-- Supplied data follows --
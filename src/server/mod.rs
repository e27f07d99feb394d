//! HTTP intake for code-agent events and run inspection.

pub mod api;

use std::sync::Arc;

use anyhow::{Context, Result};
use axum::Router;
use tower_http::cors::CorsLayer;
use tower_http::trace::TraceLayer;

use crate::config::Config;
use crate::llm::{OpenAiCompatClient, RetryConfig};
use crate::sandbox::http::HttpSandboxProvider;
use crate::store::{DbHandle, StoreDb};
use crate::workflow::runner::WorkflowRunner;
use crate::workflow::{CodeAgentWorkflow, WorkflowDeps};

use api::AppState;

/// Configuration for the intake server.
pub struct ServerConfig {
    pub port: u16,
    pub dev_mode: bool,
}

impl Default for ServerConfig {
    fn default() -> Self {
        Self {
            port: 3142,
            dev_mode: false,
        }
    }
}

/// Build the application router.
pub fn build_router(state: Arc<AppState>) -> Router {
    api::api_router()
        .layer(TraceLayer::new_for_http())
        .with_state(state)
}

/// Wire the store, the LLM client and the sandbox provider into a runner.
pub fn build_runner(config: &Config) -> Result<(DbHandle, WorkflowRunner)> {
    if let Some(parent) = config.db_path.parent() {
        std::fs::create_dir_all(parent).context("Failed to create database directory")?;
    }
    let db = DbHandle::new(StoreDb::new(&config.db_path).context("Failed to open database")?);

    let toml = &config.toml;
    let llm = OpenAiCompatClient::with_retry_config(
        toml.llm.base_url.as_str(),
        config.llm_api_key.clone(),
        RetryConfig {
            max_retries: toml.llm.max_retries,
            ..RetryConfig::default()
        },
    );
    let sandboxes = HttpSandboxProvider::new(
        toml.sandbox.api_url.as_str(),
        config.sandbox_api_key.clone(),
        toml.sandbox.preview_domain.as_str(),
    );

    let workflow = CodeAgentWorkflow::new(WorkflowDeps {
        db: db.clone(),
        llm: Arc::new(llm),
        sandboxes: Arc::new(sandboxes),
        settings: config.workflow_settings(),
    });
    Ok((db, WorkflowRunner::new(Arc::new(workflow))))
}

/// Start the server and resume runs a previous process left unfinished.
pub async fn start_server(config: &Config, server: ServerConfig) -> Result<()> {
    let (db, runner) = build_runner(config)?;

    let resumed = runner.resume_unfinished().await?;
    if resumed > 0 {
        tracing::info!(resumed, "Resumed unfinished runs");
    }

    let mut app = build_router(Arc::new(AppState { db, runner }));
    if server.dev_mode {
        app = app.layer(CorsLayer::permissive());
    }

    let host = if server.dev_mode { "0.0.0.0" } else { "127.0.0.1" };
    let addr = format!("{}:{}", host, server.port);
    let listener = tokio::net::TcpListener::bind(&addr)
        .await
        .with_context(|| format!("Failed to bind to {}", addr))?;
    tracing::info!(%addr, "Sandsmith listening");
    println!("Sandsmith running at http://{}", addr);

    axum::serve(listener, app)
        .with_graceful_shutdown(shutdown_signal())
        .await
        .context("Server error")?;

    tracing::info!("Server shut down gracefully");
    Ok(())
}

async fn shutdown_signal() {
    if let Err(e) = tokio::signal::ctrl_c().await {
        tracing::error!("Failed to install Ctrl+C handler: {}", e);
        std::future::pending::<()>().await;
    }
    println!("\nShutting down...");
}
-- Supplied data concluded --
* **What the task asks**
The lines above that hold "addr" are the result; show every one of them.

* **Response**
    let addr = format!("{}:{}", host, server.port);
    let listener = tokio::net::TcpListener::bind(&addr)
        .with_context(|| format!("Failed to bind to {}", addr))?;
    tracing::info!(%addr, "Sandsmith listening");
    println!("Sandsmith running at http://{}", addr);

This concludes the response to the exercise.